環境の変化に対して、サイバーセキュリティをどう変えていくのか？

　サイバーセキュリティは重要な経営課題だとお伝えしていますが、その場合は経営戦略、事業戦略の理解、経営層、現業部門、コーポレート部門とのコミュニケーションなど、現場のセキュリティ担当者にとっては手に負えない対応が入ってくることになります。

　そのため、経済産業省が公表している「サイバーセキュリティ体制構築・人材確保の手引き（第2版）」などを参考に、サイバーセキュリティ業務を企画機能、管理機能、運用機能に分類して、それぞれに特化した形で業務に携わることを提案します。


機能	業務概要	必要な特性など
企画	●戦略・業務に連動したサイバーセキュリティ施策の立案 ●社内への啓発など	●経営・事業戦略を熟知している ●ビジネス部門、コーポレート部門の経験があることが望ましい
管理	●情報資産やインシデントの管理 ●新技術の導入検討、評価	●ビジネス部門、コーポレート部門の経験があることが望ましい ●サイバーセキュリティに関する知識・スキルがあることが望ましい
運用	●問い合わせや脆弱（ぜいじゃく）性などへの対応 ●新技術の導入など	●サイバーセキュリティに関する知識、スキルが必要である
機能を分割した場合のサイバーセキュリティ業務例（筆者作成）

　この分類をベースに企業の成長とともにサイバーセキュリティ機能を拡充する場合、まずは運用機能を確立した上で、管理機能、企画機能を設けて、対応を高度化していくことが望ましいでしょう。

どこまで内製でやるか

　では、これらの業務機能について、内製で対応したらよいか、外部を活用するのがよいかについても考えていきましょう。日本ネットワークセキュリティ協会（JNSA）のワーキンググループである日本セキュリティオペレーション事業者協議会（ISOG-J）が公表している「セキュリティ対応組織の教科書」では、分かりやすい分類が示されています。

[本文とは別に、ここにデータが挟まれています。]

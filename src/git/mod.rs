//! Git operations module
//!
//! Everything here talks to the `git` executable through a [`Runner`], so the
//! branch logic can be exercised against scripted output instead of a real
//! binary.

mod branch;

pub use branch::{BranchEntry, Manager as BranchManager, parse_branch_output, parse_branch_records};

use anyhow::{Context, Result};
use std::path::{Path, PathBuf};
use std::process::Command;
use thiserror::Error;
use tracing::debug;

/// Separator between fields in git's `for-each-ref` output and in menu labels
pub const FIELD_DELIMITER: char = '\t';

/// Failure to get a usable answer out of a git subprocess
#[derive(Debug, Error)]
pub enum GitError {
    /// The program could not be started at all
    #[error("failed to run `{program}`: {source}")]
    Spawn {
        /// Program that was invoked
        program: String,
        /// Underlying OS error
        #[source]
        source: std::io::Error,
    },

    /// The program ran and exited unsuccessfully
    #[error("`git {args}` failed ({status}): {stderr}")]
    Failed {
        /// Arguments passed after the program
        args: String,
        /// Exit status, or a note that the process was killed by a signal
        status: String,
        /// Trimmed standard error
        stderr: String,
    },

    /// The program printed something that is not UTF-8 where text was expected
    #[error("`git {args}` produced output that is not valid UTF-8")]
    NotUtf8 {
        /// Arguments passed after the program
        args: String,
    },
}

/// Captured result of one git invocation
#[derive(Debug, Clone, PartialEq, Eq, Default)]
pub struct CommandOutput {
    /// Exit code, `None` when the process was terminated by a signal
    pub code: Option<i32>,
    /// Raw standard output; refnames are not guaranteed to be UTF-8
    pub stdout: Vec<u8>,
    /// Standard error, lossily decoded
    pub stderr: String,
}

impl CommandOutput {
    /// Whether the process exited with code zero
    #[must_use]
    pub const fn success(&self) -> bool {
        matches!(self.code, Some(0))
    }

    fn status_text(&self) -> String {
        self.code
            .map_or_else(|| "terminated by signal".to_string(), |code| format!("exit code {code}"))
    }
}

/// Something that can run git with a set of arguments inside a repository
///
/// Implementations return `Ok` whenever the process ran, whatever its exit
/// status; `Err` is reserved for not being able to run it. Output is handed
/// back undecoded.
pub trait Runner {
    /// Run git with `args` using the repository root as working directory
    ///
    /// # Errors
    ///
    /// Returns an error if the process cannot be started
    fn run(&self, repo: &Repository, args: &[&str]) -> Result<CommandOutput, GitError>;
}

/// [`Runner`] that spawns the real git executable
#[derive(Debug, Clone, PartialEq, Eq)]
pub struct SystemGit {
    program: String,
    leading_args: Vec<String>,
}

impl Default for SystemGit {
    fn default() -> Self {
        Self {
            program: "git".to_string(),
            leading_args: Vec::new(),
        }
    }
}

impl SystemGit {
    /// Build a runner from a command line such as `git -c color.ui=never`
    ///
    /// # Errors
    ///
    /// Returns an error if the command line is empty or cannot be split
    pub fn from_command_line(command_line: &str) -> Result<Self> {
        let mut argv = crate::command::parse_command_line(command_line)
            .with_context(|| format!("Invalid git command '{command_line}'"))?
            .into_iter();
        let program = argv.next().context("Git command has no program")?;
        Ok(Self {
            program,
            leading_args: argv.collect(),
        })
    }

    /// Program that will be executed
    #[must_use]
    pub fn program(&self) -> &str {
        &self.program
    }

    fn command(&self, repo: &Repository, args: &[&str]) -> Command {
        let mut cmd = Command::new(&self.program);
        cmd.args(&self.leading_args)
            .args(args)
            .current_dir(&repo.root)
            // Keep git from paging or prompting while we hold the terminal.
            .env("GIT_TERMINAL_PROMPT", "0")
            .env("GIT_PAGER", "cat");
        cmd
    }
}

impl Runner for SystemGit {
    fn run(&self, repo: &Repository, args: &[&str]) -> Result<CommandOutput, GitError> {
        debug!(program = %self.program, ?args, root = %repo.root.display(), "Running git");

        let output = self
            .command(repo, args)
            .output()
            .map_err(|source| GitError::Spawn {
                program: self.program.clone(),
                source,
            })?;

        let result = CommandOutput {
            code: output.status.code(),
            stdout: output.stdout,
            stderr: String::from_utf8_lossy(&output.stderr).into_owned(),
        };

        debug!(code = ?result.code, "git exited");
        Ok(result)
    }
}

/// The working copy every git call is scoped to
#[derive(Debug, Clone, PartialEq, Eq)]
pub struct Repository {
    /// Top-level directory of the working copy
    pub root: PathBuf,
}

impl Repository {
    /// Wrap a path already known to be a repository root
    #[must_use]
    pub fn at(root: impl Into<PathBuf>) -> Self {
        Self { root: root.into() }
    }

    /// Find the repository containing `path`
    ///
    /// # Errors
    ///
    /// Returns an error if git cannot run or `path` is not inside a working copy
    pub fn discover(runner: &dyn Runner, path: &Path) -> Result<Self> {
        let probe = Self::at(path);
        let root = git_output(runner, &probe, &["rev-parse", "--show-toplevel"])
            .with_context(|| format!("Not a git repository: {}", path.display()))?;
        Ok(Self::at(root))
    }
}

/// Run git and return its raw stdout, treating a non-zero exit as an error
///
/// # Errors
///
/// Returns an error if git cannot run or exits unsuccessfully
pub fn git_output_bytes(
    runner: &dyn Runner,
    repo: &Repository,
    args: &[&str],
) -> Result<Vec<u8>, GitError> {
    let output = runner.run(repo, args)?;
    if !output.success() {
        return Err(GitError::Failed {
            args: args.join(" "),
            status: output.status_text(),
            stderr: output.stderr.trim().to_string(),
        });
    }
    Ok(output.stdout)
}

/// Run git and return trimmed stdout as text, treating a non-zero exit as an error
///
/// # Errors
///
/// Returns an error if git cannot run, exits unsuccessfully, or prints
/// something that is not UTF-8
pub fn git_output(runner: &dyn Runner, repo: &Repository, args: &[&str]) -> Result<String, GitError> {
    let stdout = git_output_bytes(runner, repo, args)?;
    let text = String::from_utf8(stdout).map_err(|_| GitError::NotUtf8 {
        args: args.join(" "),
    })?;
    Ok(text.trim().to_string())
}

/// Run git for its side effect, treating a non-zero exit as an error
///
/// # Errors
///
/// Returns an error if git cannot run or exits unsuccessfully
pub fn git_run(runner: &dyn Runner, repo: &Repository, args: &[&str]) -> Result<(), GitError> {
    git_output_bytes(runner, repo, args).map(|_| ())
}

セキュリティ対応の4領域（JNSA、ISOG-J「セキュリティ対応組織の教科書」を基に筆者作成）

　先ほど業務を大きく3つに分類したうち、企画機能は「1．自組織で実施すべき領域」と考えられるため、外部活用は難しいですが、管理機能、運用機能は外部に委託するという選択肢も考えられます。

　では、どこまで内製でやるか、外部に依頼するかを判断すればいいのでしょうか。これは「手間をかけるか、お金を掛けるか」という考え方次第になりますが、人材を登用しようにもそのポストに合う人材がいない場合には、まず外部に委託することで当面の対応を進めていき、計画的に人材の登用、採用を進めていく形が合理的です。